大体、君が大人しくて可愛い女の子が好きって言ったんだから、そんなこと言われても困る。
「えぇっ、嫌だよ...」
ほら、ちょっとあざとく頬を赤く染めてもじもじして上目遣いで君の顔を窺う。
こういうの、好きなの知ってるんだから。
....あれ、いつもみたいに狼狽えない...
今度は私が目を回して、多分頭の上にたくさんはてなマークを出してしまってる。
らしくない真剣な顔をつくって、おどおどせず、私の目を見てる。
私は目を逸らして、理由を聞いた。
「なんで?...頑張ったのに」
間髪を入れず大きな声で君は叫ぶ。
「ギャップ萌えだ!!」
1take
「俺....お前のこと好きなんだっ...って言って」
「どーしても言わなくちゃダメ..?」
「絶対!言わなくちゃダメだ!」
「私...君のこと大好き。...これで許して?」
「ぐはっ....」
轟沈。
2take
「俺と一緒に水族館遊びに行かないかっ.....って言って」
「えー!この前遊園地行ったばかりなのにまだ遊び足りないの?」
「違う!例えだ。言うだけでいいんだ!」
「カフェオレと一緒に水族館行かないかっ!」
「飲み物と遊びに行く趣味はないぞ!...ぐぬぬ」
轟沈。
3take
「な、なら妥協しようじゃないか。

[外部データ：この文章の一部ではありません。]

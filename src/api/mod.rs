//! # API Module
//!
//! HTTP surface of the server. Every tool is reachable both through the MCP
//! JSON-RPC endpoint and through a plain REST route.
//!
//! ## Available Endpoints
//!
//! - `GET /api/health` - Liveness, configured networks and cache statistics
//! - `GET /api/networks` - Supported networks
//! - `GET /api/tools` - Tool descriptors with input schemas
//! - `POST /api/tools/:name` - Call a tool; the body is its arguments object
//! - `POST /api/rpc` - MCP JSON-RPC over HTTP

pub mod health;
pub mod rpc;
pub mod tools;

use axum::{
    routing::{get, post},
    Router,
};
use tower_http::{cors::CorsLayer, trace::TraceLayer};

use crate::AppState;

/// Build the full application router.
pub fn create_router(state: AppState) -> Router {
    let api_router = Router::new()
        .route("/health", get(health::health_handler))
        .route("/networks", get(tools::networks_handler))
        .route("/tools", get(tools::list_tools_handler))
        .route("/tools/:name", post(tools::call_tool_handler))
        // JSON-RPC endpoint for MCP tool calls
        .route("/rpc", post(rpc::rpc_handler));

    Router::new()
        .nest("/api", api_router)
        .with_state(state)
        .layer(TraceLayer::new_for_http())
        .layer(CorsLayer::permissive())
}
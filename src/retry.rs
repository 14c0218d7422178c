//! # Retry policy
//!
//! One backoff strategy shared by the connection pool (reconnects) and the
//! tool dispatcher (upstream computes). Only transport-level failures
//! (`ConnectionFailure`, `RPCTimeout`) are retried; everything else is
//! returned to the caller on the first attempt.

use crate::config::Config;
use crate::error::ToolError;
use rand::Rng;
use std::future::Future;
use std::time::Duration;
use tokio::time::sleep;
use tracing::debug;

/// Errors that can tell whether another attempt might succeed.
pub trait Retryable {
    fn is_retryable(&self) -> bool;
}

impl Retryable for ToolError {
    fn is_retryable(&self) -> bool {
        self.kind.is_transport()
    }
}

/// Configuration for retry behavior.
#[derive(Debug, Clone, PartialEq)]
pub struct RetryPolicy {
    /// Retries after the first attempt (0 means a single attempt).
    pub max_retries: u32,
    pub initial_delay_ms: u64,
    pub max_delay_ms: u64,
    pub backoff_multiplier: f64,
    /// 0.0 to 1.0; fraction of the delay that may be shaved off at random.
    pub jitter_factor: f64,
}

impl Default for RetryPolicy {
    fn default() -> Self {
        Self {
            max_retries: 2,
            initial_delay_ms: 200,
            max_delay_ms: 5_000,
            backoff_multiplier: 2.0,
            jitter_factor: 0.1,
        }
    }
}

impl RetryPolicy {
    pub fn from_config(config: &Config) -> Self {
        Self {
            max_retries: config.retry_max_retries,
            initial_delay_ms: config.retry_initial_delay.as_millis() as u64,
            ..Self::default()
        }
    }

    /// `min(initial * multiplier^attempt, max)`; `attempt` is 0 for the first retry.
    pub fn base_delay(&self, attempt: u32) -> Duration {
        let delay = self.initial_delay_ms as f64 * self.backoff_multiplier.powi(attempt as i32);
        Duration::from_millis(delay.min(self.max_delay_ms as f64) as u64)
    }

    /// Base delay with jitter applied: `delay * (1 - jitter_factor * random())`.
    pub fn delay_for(&self, attempt: u32) -> Duration {
        let base = self.base_delay(attempt);
        let jitter_factor = self.jitter_factor.clamp(0.0, 1.0);
        if jitter_factor <= 0.0 || base.is_zero() {
            return base;
        }
        let jitter: f64 = rand::thread_rng().gen();
        let ms = base.as_millis() as f64 * (1.0 - jitter_factor * jitter);
        Duration::from_millis(ms.max(1.0) as u64)
    }

    pub fn should_retry(&self, attempts_made: u32) -> bool {
        attempts_made <= self.max_retries
    }
}

/// Run `operation` until it succeeds, fails with a non-retryable error, or the
/// policy is exhausted. The last error is returned unchanged.
pub async fn execute_with_retry<F, Fut, T, E>(policy: &RetryPolicy, mut operation: F) -> Result<T, E>
where
    F: FnMut(u32) -> Fut,
    Fut: Future<Output = Result<T, E>>,
    E: Retryable + std::fmt::Display,
{
    let mut attempts = 0u32;
    loop {
        let attempt = attempts;
        attempts = attempts.saturating_add(1);
        match operation(attempt).await {
            Ok(value) => return Ok(value),
            Err(err) => {
                if !err.is_retryable() || !policy.should_retry(attempts) {
                    return Err(err);
                }
                let delay = policy.delay_for(attempt);
                debug!(attempt = attempts, ?delay, error = %err, "retrying after transient failure");
                sleep(delay).await;
            }
        }
    }
}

“俺”じゃなくて少しがさつな喋り方になるだけでいいぞ」
「・・・」
「そんなに嫌なのか!ひ、一言でいいんだ」
「私、付き合ってられないしご飯買ってくる」
「待ってくれ、悪かった。一緒に行こう!」
轟沈。
4take
「んー、今日の晩ご飯は何がいい?」
「ナポリタン風ピーマンの肉詰め〜俺を添えて〜」
「わかったよー。ピーマンの挽肉は君を使えばいいのね。じゃあノコギリ買って」
「嘘だごめん。だから鞄からノコギリらしきもの出すのやめてくれないか」
「じゃあピーマンの肉は無しねー」
「許してくれなんでもするから」
轟沈。
5take
「俺のために毎日お味噌汁を作ってくれないか...っていt」
「君のために、毎日お味噌汁を作ります。なので、私を幸せにしてください」
「えっ...」
「して...くれないの?」
「幸せにします!離しません!!」
爆発。
君はなんで私のそういう姿を思い出させるのかなぁ。
あの頃君のこと変な風にからかっちゃったし、忘れたい思い出なのに。
「昔の君も大好きだから」
...馬鹿。
「俺...う.....やっぱり無理。私もいつの君も好き。」
もちろん君が我とか言ってた時期のことも。